CN112699902A

CN112699902A - Fine-grained sensitive image detection method based on bilinear attention pooling mechanism

Info

Publication number: CN112699902A
Application number: CN202110031134.XA
Authority: CN
Inventors: 柯逍; 王俊强; 林艳
Original assignee: Fuzhou University
Current assignee: Fuzhou University
Priority date: 2021-01-11
Filing date: 2021-01-11
Publication date: 2021-04-23

Abstract

The invention relates to a fine-grained sensitive image detection method based on a bilinear attention pooling mechanism, which comprises the following steps of: step S1: acquiring a sensitive image, and performing data cleaning on the acquired sensitive image set to obtain an NSFW sensitive image training data set; step S2: inputting the NSFW sensitive image training data set into a fine-grained sensitive image intelligent auditing network model, performing feature extraction, and generating a feature map and an attention map; step S3: performing attention-based data enhancement on the NSFW training set according to the obtained attention diagram, and performing attention cropping and attention discarding on the images; step S4: generating a local feature map by the aggregation feature map and the attention map through a bilinear attention pooling mechanism, extracting local features through convolution and pooling, and combining all the local features into a final feature; step S5: and predicting the sensitive image category according to the final characteristics.
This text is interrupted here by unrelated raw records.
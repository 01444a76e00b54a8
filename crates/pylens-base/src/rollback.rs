use std::any::Any;

use crate::error::Result;

/// Anything the rollback engine can snapshot and restore around a tentative
/// operation: the reader, and every container.
///
/// Each implementor owns both its concrete snapshot representation and the
/// comparison needed for the progress check, downcasting internally rather
/// than exposing its state type to callers — this keeps the trait usable
/// behind `dyn Container` while the engine itself stays generic.
pub trait Rollbackable {
    fn snapshot(&self) -> Box<dyn Any>;
    fn restore(&mut self, state: Box<dyn Any>);
    /// Compares two snapshots taken from this same target. Used by the
    /// `_progress` variants below to detect zero-width iterations.
    fn state_eq(&self, a: &dyn Any, b: &dyn Any) -> bool;
}

/// Runs `f` against `target` inside a scope that snapshots it on entry and
/// restores it if `f` fails with a rollback-safe error. Fatal errors
/// propagate with state left exactly as `f` left it (§5 cancellation
/// policy). `f` receives `target` directly rather than capturing it, so the
/// caller never holds two live mutable borrows of the same value.
pub fn tentative<T: Rollbackable, R>(
    target: &mut T,
    f: impl FnOnce(&mut T) -> Result<R>,
) -> Result<R> {
    let snap = target.snapshot();
    match f(target) {
        Ok(v) => Ok(v),
        Err(e) if e.is_rollback_safe() => {
            target.restore(snap);
            Err(e)
        }
        Err(e) => Err(e),
    }
}

/// Like [`tentative`], but over two targets at once — the common case of a
/// reader paired with the container it is feeding.
pub fn tentative_pair<A: Rollbackable, B: Rollbackable, R>(
    a: &mut A,
    b: &mut B,
    f: impl FnOnce(&mut A, &mut B) -> Result<R>,
) -> Result<R> {
    let snap_a = a.snapshot();
    let snap_b = b.snapshot();
    match f(a, b) {
        Ok(v) => Ok(v),
        Err(e) if e.is_rollback_safe() => {
            a.restore(snap_a);
            b.restore(snap_b);
            Err(e)
        }
        Err(e) => Err(e),
    }
}

/// Like [`tentative`], but also reports whether `target`'s state actually
/// changed across a *successful* call. `Repeat` uses this to stop iterating
/// once a child matches without consuming input or mutating a container —
/// the alternative is an infinite loop on a zero-width match.
pub fn tentative_progress<T: Rollbackable, R>(
    target: &mut T,
    f: impl FnOnce(&mut T) -> Result<R>,
) -> (Result<R>, bool) {
    let before = target.snapshot();
    let result = f(target);
    match result {
        Ok(v) => {
            let after = target.snapshot();
            let changed = !target.state_eq(before.as_ref(), after.as_ref());
            (Ok(v), changed)
        }
        Err(e) if e.is_rollback_safe() => {
            target.restore(before);
            (Err(e), false)
        }
        Err(e) => (Err(e), false),
    }
}

/// Two-target variant of [`tentative_progress`].
pub fn tentative_pair_progress<A: Rollbackable, B: Rollbackable, R>(
    a: &mut A,
    b: &mut B,
    f: impl FnOnce(&mut A, &mut B) -> Result<R>,
) -> (Result<R>, bool) {
    let before_a = a.snapshot();
    let before_b = b.snapshot();
    let result = f(a, b);
    match result {
        Ok(v) => {
            let changed =
                !a.state_eq(before_a.as_ref(), a.snapshot().as_ref())
                    || !b.state_eq(before_b.as_ref(), b.snapshot().as_ref());
            (Ok(v), changed)
        }
        Err(e) if e.is_rollback_safe() => {
            a.restore(before_a);
            b.restore(before_b);
            (Err(e), false)
        }
        Err(e) => (Err(e), false),
    }
}

#[cfg(test)]
mod tests {
    use super::*;
    use crate::error::LensError;
    use crate::reader::ConcreteInputReader;

    #[test]
    fn tentative_restores_on_rollback_safe_failure() {
        let mut r = ConcreteInputReader::new("abc");
        let before = r.pos();
        let result: Result<()> = tentative(&mut r, |r| {
            r.consume_char().unwrap();
            Err(LensError::NoMatch("nope".into()))
        });
        assert!(result.is_err());
        assert_eq!(r.pos(), before);
    }

    #[test]
    fn tentative_keeps_state_on_success() {
        let mut r = ConcreteInputReader::new("abc");
        let result = tentative(&mut r, |r| r.consume_char());
        assert_eq!(result.unwrap(), 'a');
        assert_eq!(r.pos(), 1);
    }

    #[test]
    fn tentative_leaves_fatal_error_state_untouched() {
        let mut r = ConcreteInputReader::new("abc");
        let result: Result<()> = tentative(&mut r, |r| {
            r.consume_char().unwrap();
            Err(LensError::Programmer("bug".into()))
        });
        assert!(result.is_err());
        assert_eq!(r.pos(), 1);
    }

    #[test]
    fn tentative_progress_detects_zero_width_match() {
        let mut r = ConcreteInputReader::new("abc");
        let (result, changed) = tentative_progress(&mut r, |_| Ok::<(), LensError>(()));
        assert!(result.is_ok());
        assert!(!changed);
    }

    #[test]
    fn tentative_progress_detects_consumption() {
        let mut r = ConcreteInputReader::new("abc");
        let (result, changed) = tentative_progress(&mut r, |r| r.consume_char());
        assert!(result.is_ok());
        assert!(changed);
    }

    #[test]
    fn tentative_pair_restores_both_targets() {
        let mut r1 = ConcreteInputReader::new("abc");
        let mut r2 = ConcreteInputReader::new("xyz");
        let result: Result<()> = tentative_pair(&mut r1, &mut r2, |a, b| {
            a.consume_char().unwrap();
            b.consume_char().unwrap();
            Err(LensError::NoMatch("nope".into()))
        });
        assert!(result.is_err());
        assert_eq!(r1.pos(), 0);
        assert_eq!(r2.pos(), 0);
    }
}
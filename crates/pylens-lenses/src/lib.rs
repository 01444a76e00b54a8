//! The lens algebra (§3 "Lens") and its GET/PUT dispatch engine (§4): the
//! tagged-union `Lens` value and its builder options, the GET/PUT engine
//! that exhaustively matches over it, and the utility-lens shortcuts built
//! on top of the primitive/combinator constructors.

mod engine;
mod lens;
mod options;
mod util;

pub mod charsets;

pub use engine::{get, put};
pub use lens::{Lens, DEFAULT_FORWARD_RECURSION_LIMIT};
pub use options::{EmptyMode, LensOptions, LensType};
pub use util::{
    auto_group, blank_line, hash_comment, key_value, keyword, list_of, new_line, one_or_more,
    optional, whitespace, word, zero_or_more,
};
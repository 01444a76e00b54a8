//! Recursive `Forward`: `R := '[' + (AnyOf(alphas,type=str) | R) + ']'`
//! wrapped in `Group(type=list)`. Covers weaving across recursive descent
//! (§4.8) and the `InfiniteRecursion` cap when `Or`'s branch order would
//! otherwise never terminate.

use pylens::{charsets, get, put, Item, Lens, LensError, LensOptions, LensType, Value};

fn bracketed(body: Lens) -> Lens {
    Lens::and(
        vec![Lens::literal("[", LensOptions::new()), body, Lens::literal("]", LensOptions::new())],
        LensOptions::new(),
    )
}

/// `Or` tries the plain letter before recursing, so weaving (an aligned
/// reader) bottoms out at the innermost occurrence instead of looping.
fn bracket_lens() -> Lens {
    let forward = Lens::forward();
    let letter = Lens::any_of(charsets::alphas(), false, LensOptions::new().ty(LensType::Str));
    let body = Lens::or(vec![letter, forward.clone()], LensOptions::new());
    let r = bracketed(body);
    forward.bind(r.clone());
    Lens::group(r, LensOptions::new().ty(LensType::List))
}

/// Reversing `Or`'s branch order: recursing before ever trying the letter
/// means a reader-less PUT can never make progress toward the base case.
fn non_terminating_bracket_lens() -> Lens {
    let forward = Lens::forward();
    let letter = Lens::any_of(charsets::alphas(), false, LensOptions::new().ty(LensType::Str));
    let body = Lens::or(vec![forward.clone(), letter], LensOptions::new());
    let r = bracketed(body);
    forward.bind(r.clone());
    Lens::group(r, LensOptions::new().ty(LensType::List))
}

#[test]
fn get_unwraps_every_level_of_nesting() {
    let item = get(bracket_lens(), "[[[h]]]").unwrap();
    assert_eq!(item.value, Value::List(vec![Item::new(Value::Str("h".into()))]));
}

#[test]
fn put_with_original_preserves_the_nesting_depth() {
    let original = "[[[h]]]";
    let mut parsed = get(bracket_lens(), original).unwrap();
    if let Value::List(items) = &mut parsed.value {
        items[0].value = Value::Str("p".into());
    }
    assert_eq!(put(bracket_lens(), parsed, Some(original)).unwrap(), "[[[p]]]");
}

#[test]
fn put_with_no_original_creates_the_shallowest_nesting() {
    let fresh = Item::new(Value::List(vec![Item::new(Value::Str("k".into()))]));
    assert_eq!(put(bracket_lens(), fresh, None).unwrap(), "[k]");
}

#[test]
fn reversed_branch_order_cannot_terminate_a_reader_less_put() {
    let fresh = Item::new(Value::List(vec![Item::new(Value::Str("k".into()))]));
    let err = put(non_terminating_bracket_lens(), fresh, None).unwrap_err();
    assert!(matches!(err, LensError::InfiniteRecursion { .. }));
}
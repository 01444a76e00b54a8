//! Dynamic-label map with SOURCE alignment:
//! `Repeat(Group(AnyOf(alphas,type=str,is_label=True)+AnyOf("*+-",default="*")+AnyOf(nums,type=int), type=list), type=dict, alignment=SOURCE)`.
//! Each iteration's leading letter becomes the dict key rather than a list
//! element; deleting a key must remove exactly its own source span.

use pylens::{charsets, get, put, Alignment, Item, Lens, LensOptions, LensType, Value};

fn lens() -> Lens {
    Lens::repeat(
        Lens::group(
            Lens::and(
                vec![
                    Lens::any_of(charsets::alphas(), false, LensOptions::new().ty(LensType::Str).is_label()),
                    Lens::any_of("*+-", false, LensOptions::new().default_value("*")),
                    Lens::any_of(charsets::nums(), false, LensOptions::new().ty(LensType::Int)),
                ],
                LensOptions::new(),
            ),
            LensOptions::new().ty(LensType::List),
        ),
        0,
        None,
        LensOptions::new().ty(LensType::Map).alignment(Alignment::Source),
    )
}

#[test]
fn get_keys_each_group_by_its_leading_letter() {
    let item = get(lens(), "a+3c-2z*7").unwrap();
    assert_eq!(
        item.value,
        Value::Map(vec![
            ("a".into(), Item::new(Value::List(vec![Item::new(Value::Int(3))]))),
            ("c".into(), Item::new(Value::List(vec![Item::new(Value::Int(2))]))),
            ("z".into(), Item::new(Value::List(vec![Item::new(Value::Int(7))]))),
        ])
    );
}

#[test]
fn deleting_a_key_removes_only_its_own_source_span() {
    let original = "a+3c-2z*7";
    let parsed = get(lens(), original).unwrap();
    let Value::Map(mut entries) = parsed.value else {
        panic!("expected a map");
    };
    entries.retain(|(key, _)| key != "c");
    let edited = Item::new(Value::Map(entries));
    assert_eq!(put(lens(), edited, Some(original)).unwrap(), "a+3z*7");
}
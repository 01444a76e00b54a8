//! Debug-display helpers used when a lens fails to match, so error messages
//! show an escaped, truncated view of the offending input rather than a raw
//! dump that could span many lines.

const DEFAULT_TRUNCATE_LEN: usize = 40;

/// Renders control characters visibly: newlines as `[NL]`, tabs as `[TAB]`.
pub fn escape_for_display(s: &str) -> String {
    s.chars()
        .map(|c| match c {
            '\n' => "[NL]".to_string(),
            '\t' => "[TAB]".to_string(),
            '\r' => "[CR]".to_string(),
            other => other.to_string(),
        })
        .collect()
}

/// Truncates `s` to at most `max_len` characters, appending `...` if anything
/// was cut.
pub fn truncate(s: &str, max_len: usize) -> String {
    if s.chars().count() <= max_len {
        return s.to_string();
    }
    let head: String = s.chars().take(max_len).collect();
    format!("{head}...")
}

/// Truncates around a point of interest (e.g. a failure position), showing
/// a window of context on either side rather than always the start.
pub fn range_truncate(s: &str, center: usize, radius: usize) -> String {
    let chars: Vec<char> = s.chars().collect();
    let start = center.saturating_sub(radius);
    let end = (center + radius).min(chars.len());
    let window: String = chars[start..end].iter().collect();
    let prefix = if start > 0 { "..." } else { "" };
    let suffix = if end < chars.len() { "..." } else { "" };
    format!("{prefix}{window}{suffix}")
}

/// Convenience combining escaping and default-length truncation for the
/// common case of reporting "here's roughly what we were looking at".
pub fn describe(s: &str) -> String {
    truncate(&escape_for_display(s), DEFAULT_TRUNCATE_LEN)
}

#[cfg(test)]
mod tests {
    use super::*;

    #[test]
    fn escape_renders_control_chars() {
        assert_eq!(escape_for_display("a\nb\tc"), "a[NL]b[TAB]c");
    }

    #[test]
    fn truncate_leaves_short_strings_alone() {
        assert_eq!(truncate("hi", 10), "hi");
    }

    #[test]
    fn truncate_cuts_long_strings() {
        assert_eq!(truncate("abcdefgh", 4), "abcd...");
    }

    #[test]
    fn range_truncate_windows_around_center() {
        let s = "0123456789";
        assert_eq!(range_truncate(s, 5, 2), "...3456...");
    }

    #[test]
    fn range_truncate_no_ellipsis_at_edges() {
        let s = "abc";
        assert_eq!(range_truncate(s, 1, 5), "abc");
    }
}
The method can effectively improve the detection accuracy of the sensitive image of the scene difficult to sample.

Description

Fine-grained sensitive image detection method based on bilinear attention pooling mechanism

Technical Field

The invention relates to the technical field of image recognition, in particular to a fine-grained sensitive image detection method based on a bilinear attention pooling mechanism.

Background

In recent years, a deep learning image classification network Model based on a convolutional neural network is applied to intelligent audit of sensitive images, typically, a sensitive image audit Model Opensfw Model of Yahoo, but the application effect of the sensitive image audit Model of Yahoo in an intelligent audit scene of domestic sensitive images is poor, the main reason is that the used training data is different from the practical application situation, the training data set mainly comes from West, the images collected in a data set are mainly white races, and the generalization capability of the deep learning image classification network Model applied to the domestic sensitive image audit task is insufficient.

Disclosure of Invention

In view of this, the present invention provides a fine-grained sensitive image detection method based on a bilinear attention pooling mechanism, which can effectively improve the detection accuracy of a sensitive image in a difficult-to-sample scene.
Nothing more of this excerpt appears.